Broad-mindedness in a reader should not be confused with critical passivity or the absence of standards and taste. Having an open literary mind means preserving an experimental spirit, a willingness to read work that at least initially is alien, difficult, offensive or otherwise unpleasant. Not that one will necessarily wish to reread the work in question, or even finish it the first time. Most of us can quickly smell inept or fraudulent writing. In the case of offensiveness, some writers are beyond excuses, at least in some of their work – I think immediately of Ezra Pound and Louis-Ferdinand Celine. I return to Pound’s Cathay and Hugh Selwyn Mauberley, and Celine’s Voyage au bout de la nuit and Mort à crédit, despite the raving anti-Semitism in some of their other works. Here’s a classic statement of this notion from John Henry Newman’s The Idea of the University (II. iii. 3.):

“We may feel great repugnance to Milton or Gibbon as men; we may most seriously protest against the spirit which ever lives, and the tendency which ever operates, in every page of their writings; but there they are, an integral portion of English Literature; we cannot extinguish them; we cannot deny their power; we cannot write a new Milton or a new Gibbon; we cannot expurgate what needs to be exorcised. They are great English authors, each breathing hatred to the Catholic Church in his own way, each a proud and rebellious creature of God, each gifted with incomparable gifts.”
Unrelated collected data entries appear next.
impl BackendClient {
    /// Starts pumping `inbound` and returns a client sending on `outbound`.
    pub fn connect(
        outbound: mpsc::Sender<Envelope<FrontendMessage>>,
        inbound: Subscription<Envelope<BackendMessage>>,
        session: WalletSession,
        bus: EventBus<BackendMessage>,
    ) -> Self {
        let pending = PendingRequests::new();
        let pump = tokio::spawn(pump(inbound, pending.clone(), session.clone(), bus.clone()));
        Self {
            outbound,
            pending,
            session,
            bus,
            timeout: DEFAULT_REQUEST_TIMEOUT,
            pump: Mutex::new(Some(pump)),
        }
    }

    pub fn with_timeout(mut self, timeout: Duration) -> Self {
        self.timeout = timeout;
        self
    }

    pub fn session(&self) -> &WalletSession {
        &self.session
    }

    pub fn subscribe(&self) -> Subscription<BackendMessage> {
        self.bus.subscribe()
    }

    pub fn pending_count(&self) -> usize {
        self.pending.len()
    }

    /// Fire-and-forget.
    pub async fn send(&self, message: FrontendMessage) -> WalletResult<()> {
        log::trace!("-> {}", message.message_type());
        self.outbound
            .send(Envelope::notify(message))
            .await
            .map_err(|_| WalletError::ChannelClosed)
    }

    /// Sends `message` and waits for the reply carrying its ID.
    ///
    /// An `error` reply becomes an `Err`. A reply that never arrives fails with
    /// `ConnectionTimeout` once the client timeout elapses.
    pub async fn request(&self, message: FrontendMessage) -> WalletResult<BackendMessage> {
        let message_type = message.message_type();
        let pending = self.pending.register(message_type);
        let id = pending.id();
        log::trace!("-> {} ({})", message_type, id);

        if self
            .outbound
            .send(Envelope::request(id, message))
            .await
            .is_err()
        {
            self.pending.reject(&id);
            return Err(WalletError::ChannelClosed);
        }

        match pending.wait(self.timeout).await? {
            BackendMessage::Error(message) => Err(WalletError::Unknown(message)),
            reply => Ok(reply),
        }
    }

    pub async fn start_wallet(&self, password: &SecretString) -> WalletResult<bool> {
        let reply = self
            .request(FrontendMessage::StartWallet {
                password: password.expose_secret().to_string(),
            })
            .await?;
        match reply {
            BackendMessage::AuthenticationStatus(ok) => Ok(ok),
            other => Err(unexpected(other)),
        }
    }

    pub async fn verify_password(&self, password: &SecretString) -> WalletResult<bool> {
        let reply = self
            .request(FrontendMessage::VerifyPassword(
                password.expose_secret().to_string(),
            ))
            .await?;
        match reply {
            BackendMessage::AuthenticationStatus(ok) => Ok(ok),
            other => Err(unexpected(other)),
        }
    }

    pub async fn prepare_transaction(
        &self,
        request: PrepareTransactionRequest,
    ) -> WalletResult<PrepareTransactionResponse> {
        match self
            .request(FrontendMessage::PrepareTransaction(request))
            .await?
        {
            BackendMessage::PrepareTransactionResponse(response) => Ok(response),
            other => Err(unexpected(other)),
        }
    }

    /// Relays the transaction the session last prepared.
    pub async fn send_prepared_transaction(&self) -> WalletResult<SendTransactionResponse> {
        let hash = self.session.prepared_hash().ok_or_else(|| {
            WalletError::NotFound("No prepared transaction to send".to_string())
        })?;
        match self.request(FrontendMessage::SendTransaction(hash)).await? {
            BackendMessage::SendTransactionResponse(response) => Ok(response),
            other => Err(unexpected(other)),
        }
    }

    pub async fn save_wallet(&self) -> WalletResult<bool> {
        self.ensure_wallet_active()?;
        match self.request(FrontendMessage::SaveWallet(true)).await? {
            BackendMessage::SaveWalletResponse(saved) => Ok(saved),
            other => Err(unexpected(other)),
        }
    }

    pub async fn save_wallet_as(&self, save_path: PathBuf) -> WalletResult<bool> {
        self.ensure_wallet_active()?;
        let request = SaveWalletAsRequest {
            notify: true,
            save_path,
        };
        match self.request(FrontendMessage::SaveWalletAs(request)).await? {
            BackendMessage::SaveWalletResponse(saved) => Ok(saved),
            other => Err(unexpected(other)),
        }
    }

    pub async fn export_to_csv(&self, path: PathBuf) -> WalletResult<bool> {
        match self.request(FrontendMessage::ExportToCsv(path)).await? {
            BackendMessage::CsvExportResponse(exported) => Ok(exported),
            other => Err(unexpected(other)),
        }
    }

    /// Switches to the node in a `host[:port]` string.
    pub async fn change_node(&self, connection_string: &str) -> WalletResult<()> {
        let daemon = Daemon::parse_connection_string(connection_string)?;
        let request = ChangeNodeRequest {
            host: daemon.host,
            port: daemon.port,
        };
        match self.request(FrontendMessage::ChangeNode(request)).await? {
            BackendMessage::DaemonConnectionInfo(_) => Ok(()),
            other => Err(unexpected(other)),
        }
    }

    pub async fn change_password(
        &self,
        old_password: &SecretString,
        new_password: &SecretString,
    ) -> WalletResult<PasswordChangeResponse> {
        let request = ChangePasswordRequest {
            old_password: old_password.expose_secret().to_string(),
            new_password: new_password.expose_secret().to_string(),
        };
        match self.request(FrontendMessage::ChangePassword(request)).await? {
            BackendMessage::PasswordChangeResponse(response) => Ok(response),
            other => Err(unexpected(other)),
        }
    }

    pub async fn rescan(&self, height: u64) -> WalletResult<u64> {
        match self.request(FrontendMessage::Rescan(height)).await? {
            BackendMessage::RescanResponse(height) => Ok(height),
            other => Err(unexpected(other)),
        }
    }

    pub async fn get_transactions(&self, display_count: usize) -> WalletResult<Vec<TransactionRow>> {
        match self
            .request(FrontendMessage::GetTransactions(display_count))
            .await?
        {
            BackendMessage::TransactionList(rows) => Ok(rows),
            other => Err(unexpected(other)),
        }
    }

    pub async fn transaction_search(&self, query: &str) -> WalletResult<Vec<WalletTransaction>> {
        match self
            .request(FrontendMessage::TransactionSearch(query.to_string()))
            .await?
        {
            BackendMessage::TransactionSearchResponse(results) => Ok(results),
            other => Err(unexpected(other)),
        }
    }

    pub async fn private_view_key(&self) -> WalletResult<SecretString> {
        match self.request(FrontendMessage::GetPrivateView).await? {
            BackendMessage::PrivateView(key) => Ok(SecretString::from(key)),
            other => Err(unexpected(other)),
        }
    }

    pub async fn backup_to_clipboard(&self) -> WalletResult<SecretString> {
        match self.request(FrontendMessage::BackupToClipboard).await? {
            BackendMessage::Secret(secret) => Ok(SecretString::from(secret)),
            other => Err(unexpected(other)),
        }
    }

    pub async fn backup_to_file(&self, path: PathBuf) -> WalletResult<bool> {
        match self.request(FrontendMessage::BackupToFile(path)).await? {
            BackendMessage::BackupResponse(written) => Ok(written),
            other => Err(unexpected(other)),
        }
    }

    /// Closes the current wallet and forgets the cached session.
    pub async fn open_new_wallet(&self) -> WalletResult<()> {
        self.send(FrontendMessage::OpenNewWallet).await?;
        self.session.reset();
        Ok(())
    }

    /// Asks the backend to save and stop, waiting for `backendStopped`.
    pub async fn shutdown(&self) -> WalletResult<()> {
        match self.request(FrontendMessage::Stop(true)).await? {
            BackendMessage::BackendStopped => Ok(()),
            other => Err(unexpected(other)),
        }
    }

    fn ensure_wallet_active(&self) -> WalletResult<()> {
        if self.session.snapshot().wallet_active {
            Ok(())
        } else {
            Err(WalletError::NotInitialized)
        }
    }
}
How many readers and critics possess such generosity of spirit? Note the following passage a few paragraphs later, and further note that of the writers cited only Pope, we know with certainty, was Roman Catholic (I’m familiar with the arguments regarding Shakespeare, and remain unconvinced):

“Certain masters of composition, as Shakespeare, Milton, and Pope, the writers of the Protestant Bible and Prayer Book, Hooker and Addison, Swift, Hume, and Goldsmith, have been the making of the English language.”

And this subsequent passage:

“How real a creation, how sui generis, is the style of Shakespeare, or of the Protestant Bible and Prayer Book, or of Swift, or of Pope, or of Gibbon, or of Johnson! Even were the subject-matter without meaning, though in truth the style cannot really be abstracted from the sense, still the style would, on that supposition, remain as perfect and original a work as Euclid's elements or a symphony of Beethoven.”